On August 1, 2018, Judge Kevin McNulty of the United States District Court for the District of New Jersey dismissed without prejudice a putative securities class action asserting claims under Section 10(b) of the Securities Exchange Act against the telecommunications company BT Group PLC and certain of its officers.  Plaintiffs, who purchased BT Group American Depository Receipts (“ADRs”), based their claims on allegations that defendants made a series of misstatements between 2013 and 2017 relating to control problems at a BT Group subsidiary in Italy.  Christian v. BT Group plc, No. 17-cv-497 (KM-JBC) (D.N.J. Aug. 1, 2018).  The Court held that plaintiffs failed to adequately allege scienter and therefore dismissed the action.

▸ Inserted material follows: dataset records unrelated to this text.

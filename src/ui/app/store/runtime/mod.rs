pub mod dataset;
pub mod review;


use super::super::ReviewApp;
use super::command::Command;

pub fn run(app: &mut ReviewApp, command: Command) {
    match command {
        Command::ReadDatasetFile { path } => dataset::read_dataset_file(app, path),
        Command::UploadReview { entry, record } => review::upload_review(app, *entry, record),
    }
}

In October 2016, BT Group (formerly known as British Telecom) announced that it would take a write-down of £145 million due to “certain historical accounting errors” at its BT Italy division which were identified through an internal investigation following “allegations of inappropriate management behavior.”  Slip op. at 3-4.  In January 2017, BT Group announced that the write-down was being increased to £530 million.  Id. at 4.  BT Group explained at that time that the “extent and complexity of inappropriate behavior” was greater than previously identified, and revealed “improper accounting practices and a complex set of improper sales, purchase, factoring, and leasing transactions” resulting in the overstatement of earnings at BT Italy over a number of years.  Id.

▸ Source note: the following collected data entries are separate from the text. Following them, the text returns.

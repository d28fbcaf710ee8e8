//! Per-entry review form.
//!
//! Questions unlock in order. The stage is derived from the answers rather
//! than stored, so it cannot drift from what the reviewer actually filled in.

use std::collections::BTreeSet;

use crate::domain::{
    Decision, EntryUid, FormError, IssueKind, Placement, ReviewRecord, other_issue_label,
};

#[derive(Debug, Clone, Copy, PartialEq, Eq, PartialOrd, Ord)]
pub enum FormStage {
    Unanswered,
    Q1Answered,
    Q2Answered,
    Q3Answered,
    Submitted,
}

/// In-progress answers for the selected entry.
#[derive(Debug, Clone, PartialEq, Eq)]
pub struct ReviewForm {
    entry_uid: EntryUid,
    issues: BTreeSet<IssueKind>,
    other_text: String,
    decision: Option<Decision>,
    placement: Option<Placement>,
    target_section: Option<String>,
    uploading: bool,
    submitted: bool,
}

impl ReviewForm {
    pub fn new(entry_uid: impl Into<EntryUid>) -> Self {
        Self {
            entry_uid: entry_uid.into(),
            issues: BTreeSet::new(),
            other_text: String::new(),
            decision: None,
            placement: None,
            target_section: None,
            uploading: false,
            submitted: false,
        }
    }

    pub fn entry_uid(&self) -> &str {
        &self.entry_uid
    }

    pub fn stage(&self) -> FormStage {
        if self.submitted {
            FormStage::Submitted
        } else if self.placement.is_some() {
            FormStage::Q3Answered
        } else if self.decision.is_some() {
            FormStage::Q2Answered
        } else if self.has_issues() {
            FormStage::Q1Answered
        } else {
            FormStage::Unanswered
        }
    }

    /// Issue labels as they are stored in `q1`. A checked "other" with blank
    /// text is left out.
    pub fn selected_issues(&self) -> Vec<String> {
        let mut labels: Vec<String> = self
            .issues
            .iter()
            .filter(|kind| **kind != IssueKind::Other)
            .map(|kind| kind.label().to_string())
            .collect();
        if self.issues.contains(&IssueKind::Other) && !self.other_text.trim().is_empty() {
            labels.push(other_issue_label(&self.other_text));
        }
        labels
    }

    pub fn has_issues(&self) -> bool {
        self.issues.iter().any(|kind| *kind != IssueKind::Other)
            || (self.issues.contains(&IssueKind::Other) && !self.other_text.trim().is_empty())
    }

    pub fn is_checked(&self, kind: IssueKind) -> bool {
        self.issues.contains(&kind)
    }

    pub fn other_text(&self) -> &str {
        &self.other_text
    }

    pub fn decision(&self) -> Option<Decision> {
        self.decision
    }

    pub fn placement(&self) -> Option<Placement> {
        self.placement
    }

    pub fn target_section(&self) -> Option<&str> {
        self.target_section.as_deref()
    }

    pub fn is_uploading(&self) -> bool {
        self.uploading
    }

    pub fn is_submitted(&self) -> bool {
        self.submitted
    }

    /// The decision question is only offered once an issue is selected.
    pub fn decision_available(&self) -> bool {
        self.has_issues()
    }

    pub fn placement_available(&self) -> bool {
        self.has_issues() && self.decision.is_some()
    }

    pub fn can_submit(&self) -> bool {
        self.stage() == FormStage::Q3Answered && !self.uploading
    }

    pub fn set_issue(&mut self, kind: IssueKind, checked: bool) -> Result<(), FormError> {
        self.ensure_editable()?;
        if checked {
            self.issues.insert(kind);
        } else {
            self.issues.remove(&kind);
            if kind == IssueKind::Other {
                self.other_text.clear();
            }
        }
        self.prune();
        Ok(())
    }

    pub fn toggle_issue(&mut self, kind: IssueKind) -> Result<(), FormError> {
        let checked = self.is_checked(kind);
        self.set_issue(kind, !checked)
    }

    pub fn set_other_text(&mut self, text: impl Into<String>) -> Result<(), FormError> {
        self.ensure_editable()?;
        if !self.issues.contains(&IssueKind::Other) {
            return Err(FormError::OtherNotChecked);
        }
        self.other_text = text.into();
        self.prune();
        Ok(())
    }

    pub fn choose_decision(&mut self, decision: Decision) -> Result<(), FormError> {
        self.ensure_editable()?;
        if !self.decision_available() {
            return Err(FormError::IssuesRequired);
        }
        self.decision = Some(decision);
        Ok(())
    }

    pub fn choose_placement(&mut self, placement: Placement) -> Result<(), FormError> {
        self.ensure_editable()?;
        if !self.has_issues() {
            return Err(FormError::IssuesRequired);
        }
        if self.decision.is_none() {
            return Err(FormError::DecisionRequired);
        }
        self.placement = Some(placement);
        match placement {
            Placement::No => {
                self.target_section.get_or_insert_with(String::new);
            }
            Placement::Yes => self.target_section = None,
        }
        Ok(())
    }

    pub fn set_target_section(&mut self, text: impl Into<String>) -> Result<(), FormError> {
        self.ensure_editable()?;
        if self.placement != Some(Placement::No) {
            return Err(FormError::TargetSectionUnavailable);
        }
        self.target_section = Some(text.into());
        Ok(())
    }

    /// Freeze the current answers into a record without changing the form.
    pub fn record(&self) -> Result<ReviewRecord, FormError> {
        let q1 = self.selected_issues();
        if q1.is_empty() {
            return Err(FormError::IssuesRequired);
        }
        let q2 = self.decision.ok_or(FormError::DecisionRequired)?;
        let q3 = self.placement.ok_or(FormError::PlacementRequired)?;
        let q3_section = match q3 {
            Placement::No => Some(self.target_section.clone().unwrap_or_default()),
            Placement::Yes => None,
        };
        Ok(ReviewRecord {
            q1,
            q2,
            q3,
            q3_section,
        })
    }

    /// Start a submission: returns the record to upload and locks the form
    /// until the upload settles.
    pub fn begin_submit(&mut self) -> Result<ReviewRecord, FormError> {
        self.ensure_editable()?;
        let record = self.record()?;
        self.uploading = true;
        Ok(record)
    }

    pub fn complete_submit(&mut self) {
        self.uploading = false;
        self.submitted = true;
    }

    /// Upload failed: answers stay as they were, ready for another attempt.
    pub fn fail_submit(&mut self) {
        self.uploading = false;
    }

    /// Unlock a submitted form for revision. Answers are kept.
    pub fn reopen(&mut self) {
        self.submitted = false;
    }

    fn ensure_editable(&self) -> Result<(), FormError> {
        if self.uploading {
            return Err(FormError::UploadInFlight);
        }
        if self.submitted {
            return Err(FormError::AlreadySubmitted);
        }
        Ok(())
    }

    /// Drop answers whose prerequisites no longer hold.
    fn prune(&mut self) {
        if !self.has_issues() {
            self.decision = None;
        }
        if self.decision.is_none() {
            self.placement = None;
        }
        if self.placement != Some(Placement::No) {
            self.target_section = None;
        }
    }
}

Plaintiffs attempted to establish scienter with respect to the individual defendants by arguing that they knew, or were reckless in ignoring, significant concerns that were raised in the BT Group Audit Committee’s annual reports.  Id. at 10.  For example, each annual report from 2013 to 2016 noted that monitoring BT’s operations in Italy had been a particular focus, and several of those reports also stated that “progress has been made to improve the control environment.”  Id. at 10-11.  Plaintiffs argued that BT Group was put on notice of fraud at BT Italy through the Audit Committee’s monitoring and that the individual defendants were reckless in failing to discover and disclose the fraud.  The Court, however, found that the “more reasonable inference” was that the individual defendants were unaware of the fraud or other problems at BT Italy, given that BT Italy was one of 300 BT Group subsidiaries and the reports in question merely noted “potential control issues” and in themselves “did not reveal fraud or point out problems with the company’s core operations or products.”  Id. at 12-13.  The Court also rejected plaintiffs’ argument that the individual defendants should have inquired about the situation at BT Italy sooner, characterizing that argument as merely alleging mismanagement.

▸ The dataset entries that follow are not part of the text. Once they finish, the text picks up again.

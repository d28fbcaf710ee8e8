use std::path::PathBuf;

use crate::domain::{Decision, EntryUid, IssueKind, Placement, ReviewRecord};

#[derive(Debug)]
pub enum Action {
    Dataset(DatasetAction),
    Navigation(NavigationAction),
    Review(ReviewAction),
    Async(AsyncAction),
}

#[derive(Debug)]
pub enum DatasetAction {
    /// Read a dataset from disk, then upload its bytes.
    OpenFile(PathBuf),
    /// Raw dataset bytes, from a file picker or stdin.
    Upload { source: String, bytes: Vec<u8> },
}

#[derive(Debug)]
pub enum NavigationAction {
    SelectEntry { uid: EntryUid },
    /// Only valid once the current review is submitted.
    AdvanceToNext,
    /// Reopen a submitted review on the same entry for revision.
    StayOnEntry,
}

/// Form edits. Each carries the uid it was made against; edits for an entry
/// that is no longer selected are dropped.
#[derive(Debug)]
pub enum ReviewAction {
    SetIssue {
        uid: EntryUid,
        issue: IssueKind,
        checked: bool,
    },
    ToggleIssue {
        uid: EntryUid,
        issue: IssueKind,
    },
    SetOtherText {
        uid: EntryUid,
        text: String,
    },
    ChooseDecision {
        uid: EntryUid,
        decision: Decision,
    },
    ChoosePlacement {
        uid: EntryUid,
        placement: Placement,
    },
    SetTargetSection {
        uid: EntryUid,
        text: String,
    },
    Submit {
        uid: EntryUid,
    },
}

#[derive(Debug)]
pub enum AsyncAction {
    DatasetReadFailed {
        source: String,
        error: String,
    },
    ReviewUploaded {
        uid: EntryUid,
        path: String,
        record: ReviewRecord,
        result: Result<(), String>,
    },
}
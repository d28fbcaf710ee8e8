use super::super::super::state::{AppState, Notice};
use super::super::action::DatasetAction;
use super::super::command::Command;
use crate::application::review::ReviewForm;
use crate::data::{LoadedDataset, parse_dataset};
use crate::infra::hash::hash64;

pub fn reduce(state: &mut AppState, action: DatasetAction) -> Vec<Command> {
    match action {
        DatasetAction::OpenFile(path) => vec![Command::ReadDatasetFile { path }],
        DatasetAction::Upload { source, bytes } => {
            upload(state, source, &bytes);
            Vec::new()
        }
    }
}

fn upload(state: &mut AppState, source: String, bytes: &[u8]) {
    // Same bytes again: keep the selection and any answers in progress.
    if state.session.has_dataset() && state.session.dataset_digest == Some(hash64(bytes)) {
        state.set_notice(Notice::info("This file is already loaded."));
        return;
    }

    match parse_dataset(bytes) {
        Ok(loaded) => install(state, source, loaded),
        Err(err) if err.is_malformed() => {
            log::warn!("Rejected dataset {source}: {err}");
            state.set_notice(Notice::error(err.to_string()));
        }
        Err(err) => {
            log::info!("Dataset {source} has no entries");
            state.set_notice(Notice::info(err.to_string()));
        }
    }
}

fn install(state: &mut AppState, source: String, loaded: LoadedDataset) {
    let session = &mut state.session;
    session.uids = loaded.store.uids();
    session.entries = loaded.store;
    session.current_uid = session.uids.first().cloned();
    session.form = session.current_uid.as_deref().map(ReviewForm::new);
    session.dataset_digest = Some(loaded.digest);

    log::info!(
        "[{}] Loaded {} entries from {source} (digest {:016x})",
        session.session_id,
        session.entries.len(),
        loaded.digest
    );
    session.dataset_source = Some(source);

    let count = session.entries.len();
    state.set_notice(Notice::success(format!(
        "File loaded successfully! {count} entries."
    )));
}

In addition, the Court rejected plaintiffs’ argument that “corporate scienter” could be imputed to BT Group.  The Court noted that the Third Circuit had neither accepted nor rejected the doctrine, but had suggested that a plaintiff might invoke the doctrine in “unique and extraordinary circumstances.”  Id. at 14 (citing City of Roseville Emps. Ret. Sys. v. Horizon Lines, LLC, 442 F. App’x 672, 676 (3d Cir. 2011)).  The Court further explained that courts outside the Third Circuit that had permitted plaintiffs to plead “corporate scienter” without successfully pleading scienter against any individual defendant still required a strong inference that someone in the corporation—whether or not that person was named as an individual defendant—acted with scienter.  Id. at 13.  The Court thus held that, even if “corporate scienter” were to be permitted within the Third Circuit, plaintiffs’ allegations would be insufficient.  Id. at 5.  For example, the Court found that (i) various allegations about the knowledge and actions of individuals at BT Group’s subsidiaries could not be imputed to the officers of the BT Group parent company, and (ii) a reduction in pay to BT Group executives merely reflected actual financial results after taking account of the write-downs necessitated by the fraud, as opposed to an indication that those executives had participated in the fraud.  Id. at 15-17 Citing Tellabs, Inc. v. Makor Issues & Rights, Ltd., 551 U.S. 308, 323 (2007), the Court found that, “taken collectively,” the allegations were not “so fundamental and pervasive as to support an inference of corporate scienter,” and in fact an opposing inference was “at least as likely.”  Slip op. at 17.  The Court therefore granted defendants’ motion to dismiss, while permitting plaintiffs to file an amended complaint within 30 days.

This decision is a reminder that, in the parent-subsidiary context, the relative scale of control issues at a subsidiary will affect whether an inference of scienter is reasonable as to individual defendants at the parent, and also that corporate scienter will not be lightly inferred at the parent level without a compelling inference of scienter on the part of officers of the parent company itself.